Start of Block

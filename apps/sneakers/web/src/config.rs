//! Configuration for the Sneakers web application

use core_config::{AppInfo, ConfigError, FromEnv, app_info, env_flag, env_or_default, env_parse};
use core_config::server::ServerConfig;
use domain_sneakers::DisplaySettings;

pub use core_config::Environment;

/// Application configuration
#[derive(Clone, Debug)]
pub struct Config {
    pub app: AppInfo,
    pub server: ServerConfig,
    pub environment: Environment,
    pub catalog: CatalogConfig,
}

impl Config {
    pub fn from_env() -> eyre::Result<Self> {
        let environment = Environment::from_env();
        let server = ServerConfig::from_env()?;
        let catalog = CatalogConfig::from_env()?;

        Ok(Self {
            app: app_info!(),
            server,
            environment,
            catalog,
        })
    }
}

/// Catalog contents and display preferences
#[derive(Clone, Debug, PartialEq, Eq)]
pub struct CatalogConfig {
    /// Start with the bundled sample sneakers instead of an empty catalog
    pub seed_sample_data: bool,
    pub recent_count: usize,
    /// ISO currency code, upper case
    pub currency: String,
}

impl CatalogConfig {
    pub fn display_settings(&self) -> DisplaySettings {
        DisplaySettings {
            currency: self.currency.clone(),
            recent_count: self.recent_count,
        }
    }
}

impl FromEnv for CatalogConfig {
    /// Reads from environment variables:
    /// - SEED_SAMPLE_DATA: defaults to true
    /// - RECENT_SNEAKERS: defaults to 6
    /// - DISPLAY_CURRENCY: defaults to EUR
    fn from_env() -> Result<Self, ConfigError> {
        let defaults = DisplaySettings::default();

        let seed_sample_data = env_flag("SEED_SAMPLE_DATA", true)?;
        let recent_count = env_parse("RECENT_SNEAKERS", defaults.recent_count)?;
        let currency = env_or_default("DISPLAY_CURRENCY", &defaults.currency)
            .trim()
            .to_ascii_uppercase();

        if currency.is_empty() {
            return Err(ConfigError::ParseError {
                key: "DISPLAY_CURRENCY".to_string(),
                details: "currency code must not be empty".to_string(),
            });
        }

        Ok(Self {
            seed_sample_data,
            recent_count,
            currency,
        })
    }
}

#[cfg(test)]
mod tests {
    use super::*;

    const CATALOG_VARS: [&str; 3] = ["SEED_SAMPLE_DATA", "RECENT_SNEAKERS", "DISPLAY_CURRENCY"];

    #[test]
    fn test_catalog_config_defaults() {
        temp_env::with_vars_unset(CATALOG_VARS, || {
            let config = CatalogConfig::from_env().unwrap();
            assert!(config.seed_sample_data);
            assert_eq!(config.recent_count, 6);
            assert_eq!(config.currency, "EUR");
        });
    }

    #[test]
    fn test_catalog_config_custom_values() {
        temp_env::with_vars(
            [
                ("SEED_SAMPLE_DATA", Some("false")),
                ("RECENT_SNEAKERS", Some("3")),
                ("DISPLAY_CURRENCY", Some(" usd ")),
            ],
            || {
                let config = CatalogConfig::from_env().unwrap();
                assert!(!config.seed_sample_data);

                let settings = config.display_settings();
                assert_eq!(settings.recent_count, 3);
                assert_eq!(settings.currency, "USD");
            },
        );
    }

    #[test]
    fn test_catalog_config_rejects_bad_values() {
        temp_env::with_var("RECENT_SNEAKERS", Some("-1"), || {
            let err = CatalogConfig::from_env().unwrap_err();
            assert!(err.to_string().contains("RECENT_SNEAKERS"));
        });

        temp_env::with_var("DISPLAY_CURRENCY", Some("  "), || {
            assert!(CatalogConfig::from_env().is_err());
        });

        temp_env::with_var("SEED_SAMPLE_DATA", Some("sometimes"), || {
            assert!(CatalogConfig::from_env().is_err());
        });
    }

    #[test]
    fn test_config_from_env() {
        temp_env::with_vars(
            [
                ("APP_ENV", Some("production")),
                ("PORT", Some("9000")),
                ("SEED_SAMPLE_DATA", None),
                ("RECENT_SNEAKERS", None),
                ("DISPLAY_CURRENCY", None),
            ],
            || {
                let config = Config::from_env().unwrap();
                assert_eq!(config.app.name, "sneakers_web");
                assert!(config.environment.is_production());
                assert_eq!(config.server.port, 9000);
                assert_eq!(config.catalog.currency, "EUR");
            },
        );
    }
}
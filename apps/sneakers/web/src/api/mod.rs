//! API routes module

pub mod sneakers;

use axum::Router;

use crate::state::AppState;

/// Create all API routes
pub fn routes(state: &AppState) -> Router {
    Router::new().nest("/sneakers", sneakers::router(state))
}
//! OpenAPI documentation configuration

use utoipa::OpenApi;

/// Combined OpenAPI documentation for the Sneakers web application
#[derive(OpenApi)]
#[openapi(
    info(
        title = "Sneakers API",
        version = "0.1.0",
        description = "Sneaker collection catalog: browse, search and manage sneakers",
        license(name = "MIT")
    ),
    servers(
        (url = "/api", description = "This server")
    ),
    components(
        schemas(axum_helpers::ErrorResponse, axum_helpers::ErrorCode)
    ),
    nest(
        (path = "/sneakers", api = domain_sneakers::ApiDoc)
    ),
    tags(
        (name = "Sneakers", description = "Sneaker catalog endpoints")
    )
)]
pub struct ApiDoc;
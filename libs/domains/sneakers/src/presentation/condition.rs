//! Condition badges.

use strum::{Display, EnumString};

use super::{class_list, escape};
use crate::models::Condition;

/// Visual treatment for a condition grade
#[derive(Debug, Clone, Copy, PartialEq, Eq)]
pub struct ConditionStyle {
    pub badge_class: &'static str,
    pub icon: &'static str,
    pub description: &'static str,
}

/// Styling used for any grade without its own entry
pub const UNSPECIFIED_STYLE: ConditionStyle = ConditionStyle {
    badge_class: "bg-secondary text-white",
    icon: "fas fa-question",
    description: "Condition not specified",
};

pub fn condition_style(condition: Condition) -> ConditionStyle {
    match condition {
        Condition::DeadStock => ConditionStyle {
            badge_class: "bg-success text-white",
            icon: "fas fa-star",
            description: "New, never worn - flawless with original packaging",
        },
        Condition::NearMint => ConditionStyle {
            badge_class: "bg-primary text-white",
            icon: "fas fa-thumbs-up",
            description: "Light signs of wear - very good overall condition",
        },
        Condition::Excellent => ConditionStyle {
            badge_class: "bg-primary text-white",
            icon: "fas fa-check",
            description: "Worn a few times - some signs of wear but well kept",
        },
        Condition::VeryGood => ConditionStyle {
            badge_class: "bg-secondary text-white",
            icon: "fas fa-check-circle",
            description: "Regular wear - visible use but in good shape",
        },
        Condition::Good => ConditionStyle {
            badge_class: "bg-warning text-dark",
            icon: "fas fa-minus-circle",
            description: "Heavy wear - visible marks but still wearable",
        },
        Condition::Fair => ConditionStyle {
            badge_class: "bg-warning text-dark",
            icon: "fas fa-exclamation",
            description: "Marked wear - frequent use with visible damage",
        },
        Condition::Poor => ConditionStyle {
            badge_class: "bg-danger text-white",
            icon: "fas fa-times",
            description: "Very worn - damaged, mostly for parts or restoration",
        },
        // VeryNearDeadStock has no styling of its own
        _ => UNSPECIFIED_STYLE,
    }
}

/// Short collector code, `?` for grades without one
pub fn abbreviation(condition: Condition) -> &'static str {
    match condition {
        Condition::DeadStock => "DS",
        Condition::NearMint => "NM",
        Condition::Excellent => "EX",
        Condition::VeryGood => "VG",
        Condition::Good => "G",
        Condition::Fair => "F",
        Condition::Poor => "P",
        _ => "?",
    }
}

#[derive(Debug, Clone, Copy, Default, PartialEq, Eq, Display, EnumString)]
#[strum(serialize_all = "lowercase", ascii_case_insensitive)]
pub enum BadgeSize {
    Small,
    #[default]
    Medium,
    Large,
}

impl BadgeSize {
    fn class(self) -> &'static str {
        match self {
            BadgeSize::Small => "badge-sm",
            BadgeSize::Medium => "",
            BadgeSize::Large => "badge-lg",
        }
    }
}

/// `<span class="badge ...">` showing a condition grade
#[derive(Debug, Clone, PartialEq)]
pub struct ConditionBadge {
    pub condition: Condition,
    pub show_icon: bool,
    pub size: BadgeSize,
    pub abbreviated: bool,
    pub css_class: String,
    pub show_tooltip: bool,
}

impl ConditionBadge {
    pub fn new(condition: Condition) -> Self {
        Self {
            condition,
            show_icon: true,
            size: BadgeSize::default(),
            abbreviated: false,
            css_class: String::new(),
            show_tooltip: true,
        }
    }

    pub fn render(&self) -> String {
        let style = condition_style(self.condition);
        let classes = class_list(&["badge", style.badge_class, self.size.class(), &self.css_class]);

        let tooltip = if self.show_tooltip {
            format!(
                " title=\"{}\" data-bs-toggle=\"tooltip\" data-bs-placement=\"top\"",
                escape(style.description)
            )
        } else {
            String::new()
        };

        let text = if self.abbreviated {
            abbreviation(self.condition)
        } else {
            self.condition.display_name()
        };

        let content = if self.show_icon {
            format!("<i class=\"{} me-1\"></i>{}", style.icon, escape(text))
        } else {
            escape(text)
        };

        format!(
            "<span class=\"{}\"{}>{}</span>",
            escape(&classes),
            tooltip,
            content
        )
    }
}

#[cfg(test)]
mod tests {
    use super::*;
    use crate::presentation::lenient;

    #[test]
    fn test_every_graded_condition_has_its_own_style() {
        for condition in Condition::ALL {
            let style = condition_style(condition);
            if condition == Condition::VeryNearDeadStock {
                assert_eq!(style, UNSPECIFIED_STYLE);
            } else {
                assert_ne!(style, UNSPECIFIED_STYLE, "{:?}", condition);
            }
        }
    }

    #[test]
    fn test_abbreviations() {
        assert_eq!(abbreviation(Condition::DeadStock), "DS");
        assert_eq!(abbreviation(Condition::VeryGood), "VG");
        assert_eq!(abbreviation(Condition::Poor), "P");
        assert_eq!(abbreviation(Condition::VeryNearDeadStock), "?");
    }

    #[test]
    fn test_default_badge() {
        let html = ConditionBadge::new(Condition::DeadStock).render();
        assert_eq!(
            html,
            "<span class=\"badge bg-success text-white\" \
             title=\"New, never worn - flawless with original packaging\" \
             data-bs-toggle=\"tooltip\" data-bs-placement=\"top\">\
             <i class=\"fas fa-star me-1\"></i>Dead Stock (DS)</span>"
        );
    }

    #[test]
    fn test_abbreviated_badge_without_icon_or_tooltip() {
        let badge = ConditionBadge {
            abbreviated: true,
            show_icon: false,
            show_tooltip: false,
            size: lenient("SMALL"),
            css_class: "ms-2".to_string(),
            ..ConditionBadge::new(Condition::Good)
        };

        assert_eq!(
            badge.render(),
            "<span class=\"badge bg-warning text-dark badge-sm ms-2\">G</span>"
        );
    }

    #[test]
    fn test_unstyled_grade_renders_fallback() {
        let html = ConditionBadge::new(Condition::VeryNearDeadStock).render();
        assert!(html.contains("fas fa-question"));
        assert!(html.contains("Condition not specified"));
    }
}
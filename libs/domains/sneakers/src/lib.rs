//! Sneakers Domain
//!
//! An in-memory sneaker catalog together with the presentation helpers that
//! turn sneakers into cards, badges, price tags and size tags.
//!
//! # Architecture
//!
//! ```text
//! ┌─────────────┐   ┌─────────────┐
//! │  Handlers   │   │    Pages    │  ← JSON endpoints / HTML pages
//! └──────┬──────┘   └──────┬──────┘
//!        │                 │ Views (handlebars) + Presentation
//! ┌──────▼─────────────────▼──────┐
//! │            Service            │  ← Error mapping, tracing
//! └───────────────┬───────────────┘
//!                 │
//! ┌───────────────▼───────────────┐
//! │          Repository           │  ← Trait + shared in-memory store
//! └───────────────┬───────────────┘
//!                 │
//! ┌───────────────▼───────────────┐
//! │         CatalogStore          │  ← Ids, search, featured, recent
//! └───────────────────────────────┘
//! ```
//!
//! # Usage
//!
//! ```rust,no_run
//! use domain_sneakers::{
//!     DisplaySettings, InMemorySneakerRepository, PageRenderer, SneakerService, handlers, pages,
//! };
//!
//! # fn example() -> Result<(), Box<dyn std::error::Error>> {
//! let service = SneakerService::new(InMemorySneakerRepository::seeded());
//! let settings = DisplaySettings::default();
//!
//! let api = handlers::router(service.clone(), settings.clone());
//! let html = pages::router(service, PageRenderer::new(settings)?);
//! # Ok(())
//! # }
//! ```

pub mod error;
pub mod forms;
pub mod handlers;
pub mod models;
pub mod pages;
pub mod presentation;
pub mod repository;
pub mod seed;
pub mod service;
pub mod store;
pub mod views;

// Re-export commonly used types
pub use error::{SneakerError, SneakerResult};
pub use handlers::ApiDoc;
pub use models::{Brand, Category, Condition, Sneaker, SneakerFilter, SneakerId, SneakerInput};
pub use repository::{InMemorySneakerRepository, SneakerRepository};
pub use service::SneakerService;
pub use store::{CatalogOverview, CatalogStore};
pub use views::{DisplaySettings, PageRenderer};
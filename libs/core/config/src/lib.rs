pub mod server;
pub mod tracing;

use std::env;
use std::str::FromStr;
use thiserror::Error;

/// Configuration error type
#[derive(Error, Debug)]
pub enum ConfigError {
    #[error("Failed to parse environment variable '{key}': {details}")]
    ParseError { key: String, details: String },
}

/// Application environment
#[derive(Clone, Debug, PartialEq, Eq)]
pub enum Environment {
    Development, // Local runs, pretty logs
    Production,  // Deployed, JSON logs
}

impl Environment {
    pub fn from_env() -> Self {
        let app_env = env::var("APP_ENV").unwrap_or_else(|_| "development".to_string());

        if app_env.eq_ignore_ascii_case("production") {
            Environment::Production
        } else {
            Environment::Development
        }
    }

    pub fn is_production(&self) -> bool {
        matches!(self, Environment::Production)
    }

    pub fn is_development(&self) -> bool {
        matches!(self, Environment::Development)
    }
}

/// Name and version of the running binary, reported by the health endpoint.
#[derive(Clone, Copy, Debug, PartialEq, Eq)]
pub struct AppInfo {
    pub name: &'static str,
    pub version: &'static str,
}

/// Builds an [`AppInfo`] from the calling crate's Cargo metadata.
#[macro_export]
macro_rules! app_info {
    () => {
        $crate::AppInfo {
            name: env!("CARGO_PKG_NAME"),
            version: env!("CARGO_PKG_VERSION"),
        }
    };
}

/// Trait for configuration that can be loaded from environment variables
pub trait FromEnv: Sized {
    fn from_env() -> Result<Self, ConfigError>;
}

/// Helper to load and parse environment variable with a default value
pub fn env_or_default(key: &str, default: &str) -> String {
    env::var(key).unwrap_or_else(|_| default.to_string())
}

/// Parse an environment variable into `T`, falling back to `default` when unset.
pub fn env_parse<T>(key: &str, default: T) -> Result<T, ConfigError>
where
    T: FromStr,
    T::Err: std::fmt::Display,
{
    match env::var(key) {
        Ok(raw) => raw.trim().parse().map_err(|e: T::Err| ConfigError::ParseError {
            key: key.to_string(),
            details: e.to_string(),
        }),
        Err(_) => Ok(default),
    }
}

/// Boolean flag accepting `true/false`, `1/0`, `yes/no` and `on/off`.
pub fn env_flag(key: &str, default: bool) -> Result<bool, ConfigError> {
    let Ok(raw) = env::var(key) else {
        return Ok(default);
    };

    match raw.trim().to_ascii_lowercase().as_str() {
        "true" | "1" | "yes" | "on" => Ok(true),
        "false" | "0" | "no" | "off" => Ok(false),
        other => Err(ConfigError::ParseError {
            key: key.to_string(),
            details: format!("expected a boolean, got '{}'", other),
        }),
    }
}

#[cfg(test)]
mod tests {
    use super::*;

    #[test]
    fn test_environment_defaults_to_development() {
        temp_env::with_var_unset("APP_ENV", || {
            let env = Environment::from_env();
            assert_eq!(env, Environment::Development);
            assert!(env.is_development());
            assert!(!env.is_production());
        });
    }

    #[test]
    fn test_environment_production_case_insensitive() {
        temp_env::with_var("APP_ENV", Some("PRODUCTION"), || {
            assert_eq!(Environment::from_env(), Environment::Production);
        });

        temp_env::with_var("APP_ENV", Some("Production"), || {
            assert!(Environment::from_env().is_production());
        });
    }

    #[test]
    fn test_environment_unknown_defaults_to_development() {
        temp_env::with_var("APP_ENV", Some("staging"), || {
            assert_eq!(Environment::from_env(), Environment::Development);
        });
    }

    #[test]
    fn test_env_or_default() {
        temp_env::with_var("TEST_VAR", Some("test_value"), || {
            assert_eq!(env_or_default("TEST_VAR", "default"), "test_value");
        });
        temp_env::with_var_unset("MISSING_VAR", || {
            assert_eq!(env_or_default("MISSING_VAR", "default_value"), "default_value");
        });
    }

    #[test]
    fn test_env_parse_uses_default_when_unset() {
        temp_env::with_var_unset("RECENT_COUNT_TEST", || {
            let value: usize = env_parse("RECENT_COUNT_TEST", 6).unwrap();
            assert_eq!(value, 6);
        });
    }

    #[test]
    fn test_env_parse_reports_key_on_failure() {
        temp_env::with_var("RECENT_COUNT_TEST", Some("six"), || {
            let err = env_parse::<usize>("RECENT_COUNT_TEST", 6).unwrap_err();
            assert!(err.to_string().contains("RECENT_COUNT_TEST"));
        });
    }

    #[test]
    fn test_env_flag_variants() {
        temp_env::with_var("FLAG_TEST", Some("off"), || {
            assert!(!env_flag("FLAG_TEST", true).unwrap());
        });
        temp_env::with_var("FLAG_TEST", Some("YES"), || {
            assert!(env_flag("FLAG_TEST", false).unwrap());
        });
        temp_env::with_var("FLAG_TEST", Some("maybe"), || {
            assert!(env_flag("FLAG_TEST", false).is_err());
        });
        temp_env::with_var_unset("FLAG_TEST", || {
            assert!(env_flag("FLAG_TEST", true).unwrap());
        });
    }

    #[test]
    fn test_app_info_macro_reads_package_metadata() {
        let info = app_info!();
        assert_eq!(info.name, "core_config");
        assert!(!info.version.is_empty());
    }
}
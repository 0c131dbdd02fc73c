use axum::{http::StatusCode, response::Response};

use super::{ErrorCode, error_response};

/// Fallback for unknown API routes.
pub async fn not_found() -> Response {
    error_response(
        StatusCode::NOT_FOUND,
        "The requested resource was not found".to_string(),
        ErrorCode::NotFound,
    )
}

End of Block

**Directions**: Scan the listing for the string "circle", then copy every line where it appears.

**Response below**:
            icon: "fas fa-check-circle",
            icon: "fas fa-minus-circle",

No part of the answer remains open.